**WHAT IS BEING ASKED**.
Report every line of the listing below in which the string "protocol" occurs.

**TASK MATERIAL**.
# # # # #

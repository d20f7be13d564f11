//! # ch9329-core
//!
//! Shared library for the CH9329 HID bridge containing the serial frame codec,
//! the HID event model, and key code lookup tables.
//!
//! This crate is pure: it has no dependencies on serial ports, threads, or
//! the async runtime.  The engine that drives a real chip lives in
//! `ch9329-hid`.
//!
//! # Architecture overview
//!
//! The CH9329 is a small WCH chip that appears to a target computer as a USB
//! keyboard and mouse, while being controlled from the other side through a
//! UART.  Every UART message is a checksummed *frame*:
//!
//! ```text
//! [0x57 0xAB 0x00][command:1][len:1][payload:len][checksum:1]
//! ```
//!
//! - **`protocol`** – Frame building and validation (`frame`), the chip's
//!   command and acknowledgement codes (`commands`), and the closed set of
//!   user intents that encode to frames (`events`).
//!
//! - **`keymap`** – Web key names (`"KeyA"`, `"ShiftLeft"`, ...) mapped to
//!   USB HID Usage IDs, which is what the chip expects in a keyboard report.
//!
//! - **`mouse`** – The generic absolute pointer range used by hosts.

pub mod keymap;
pub mod mouse;
pub mod protocol;

pub use keymap::hid::HidKeyCode;
pub use protocol::events::{EventError, HidEvent};
pub use protocol::frame::{build_frame, verify_frame, Frame, FrameError};
//! Persistent settings.

pub mod config;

# # # # #

**ANSWER FOR THIS EXERCISE**.
//! - **`protocol`** – Frame building and validation (`frame`), the chip's
pub mod protocol;
pub use protocol::events::{EventError, HidEvent};
pub use protocol::frame::{build_frame, verify_frame, Frame, FrameError};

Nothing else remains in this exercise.